Braves pitcher Tyler Matzek talks about overcoming anxiety that nearly ended his career

Warming up at Truist Park, Tyler Matzek is grateful to be here.

"It's been great, man, great fan base, great stadium, great team," Matzek says.  "Being here on the Braves, being on an unbelievable team, a World Series caliber team, being with some of the greatest dudes in baseball, it's been so much fun."

But to get here, the 31-year-old had to push through anxiety so severe, it nearly cost him his career.

In 2015, at spring training with the Colorado Rockies, he went to throw the ball, and his muscles locked up.

They call this "the yips."

"The best way to describe it is it's an overreaction to fear. You start fearing the outcome more than just doing what you can control," Matzek says.

The problem intensified.

"I experienced it every single throw, short throw, long throw, it didn't matter, I would just have a kind of muscle tightness, you could say, in my whole arm and my whole body. It would just kind of get locked up and stuck," he remembers.

Matzek would not pitch again in the majors for 5 years. 

"No teams called me," he says.  "No teams wanted me to be on their team.  I mean, who wants a guy who can't throw a strike, who can't throw a baseball?"

But, with help, he pushed through his anxiety and the Atlanta Braves in 2020.

Matzek is now sharing his story through Children's Healthcare of Atlanta Strong4Life program's "Raising Resilience" campaign.

You can read more about teaching children resiliency at strong4life.com/en/emotional-wellness/stress

Strong4Life licensed therapist Jody Baumstein says the goal is to teach kids life skills to overcome challenges.

"Anxiety is a really common part of life, a lot of people experience it," Baumstein says.  "However, we often feel like we're the only ones, and we're failing, and we're broken.
So, we really need to shift the narrative and help people understand that it's an inevitable part of life. We will experience stress, we will fail.  It doesn't mean it makes us a failure.  It doesn't mean it even defines us."

Matzek learned to control what he can, and let the rest go.

"As a pitcher, I can only control how well I throw the ball towards the catcher," he says.  "If the guy hits it, if the umpire calls it a ball or a strike, it's all out of control.  That's what kind of makes the game beautiful."

He also learned to rethink failure.

"I used to take failure so poorly, instead of understanding it's just an opportunity for you to learn and get better for the next time," Matzek says.

Baumstein says the brain often fixates on the negative.

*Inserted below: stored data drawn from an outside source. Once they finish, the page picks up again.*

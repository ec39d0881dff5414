// Licensed under the Apache License, Version 2.0 <LICENSE-APACHE or
// http://www.apache.org/licenses/LICENSE-2.0> or the MIT license
// <LICENSE-MIT or http://opensource.org/licenses/MIT>, at your
// option. This file may not be copied, modified, or distributed
// except according to those terms.

//! # Nutrition Server Binary
//!
//! Serves the nutrition HTTP API together with the health endpoints.

use anyhow::Result;
use clap::Parser;
use nutrition_engine::{
    config::{NutritionConfig, ServerConfig},
    database::Database,
    diet_plan::DietPlanService,
    health::{self, HealthChecker},
    intelligence::NutritionCalculator,
    logging,
    routes::{self, NutritionRoutes},
};
use std::time::Duration;
use tracing::info;

#[derive(Parser)]
#[command(name = "nutrition-server")]
#[command(about = "HTTP API for nutrition calculations, body-fat estimates and diet plans")]
pub struct Args {
    /// Port to listen on; overrides the configuration file
    #[arg(short, long)]
    port: Option<u16>,

    /// Server configuration file path
    #[arg(short, long)]
    config: Option<String>,

    /// Nutrition formula configuration file path
    #[arg(short, long)]
    nutrition_config: Option<String>,
}

#[tokio::main]
async fn main() -> Result<()> {
    dotenv::dotenv().ok();
    logging::init_from_env()?;

    let args = Args::parse();

    let mut config = ServerConfig::load(args.config)?;
    if let Some(port) = args.port {
        config.http_port = port;
    }

    let nutrition_config =
        NutritionConfig::load(args.nutrition_config.or(config.nutrition_config_path.clone()))?;
    info!("Nutrition configuration loaded");

    let database = Database::new(&config.database_url).await?;
    info!("Database initialized: {}", config.database_url);

    let timeout = Duration::from_secs(config.diet_backend_timeout_secs);
    let mut diet_plans = DietPlanService::new(NutritionCalculator::new(nutrition_config.clone()));
    let mut health_checker = HealthChecker::new(database, nutrition_config);

    if let Some(backend) = config.diet_backend()? {
        info!("Diet plan backend: {}", backend);
        diet_plans = diet_plans.with_backend(backend.clone(), timeout)?;
        health_checker = health_checker.with_diet_backend(backend, timeout);
    } else {
        info!("No diet plan backend configured, plans are generated locally");
    }

    let filter = routes::server_routes(
        NutritionRoutes::new(diet_plans),
        health::middleware::routes(health_checker),
    );

    info!("Nutrition server listening on port {}", config.http_port);
    warp::serve(filter).run(([0, 0, 0, 0], config.http_port)).await;

    Ok(())
}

"It fixates on the things we're not doing well, and it's distorted, because it's not really the full picture of who we are," Baumstein explains.  " It's our success, it's our failure, it's all of it."

And all of it, especially the hard stuff,  has made Tyler Matzek the player he is today.

"I just embrace every moment of it that I can be out on the baseball field, and kind of living my childhood dream," he smiles.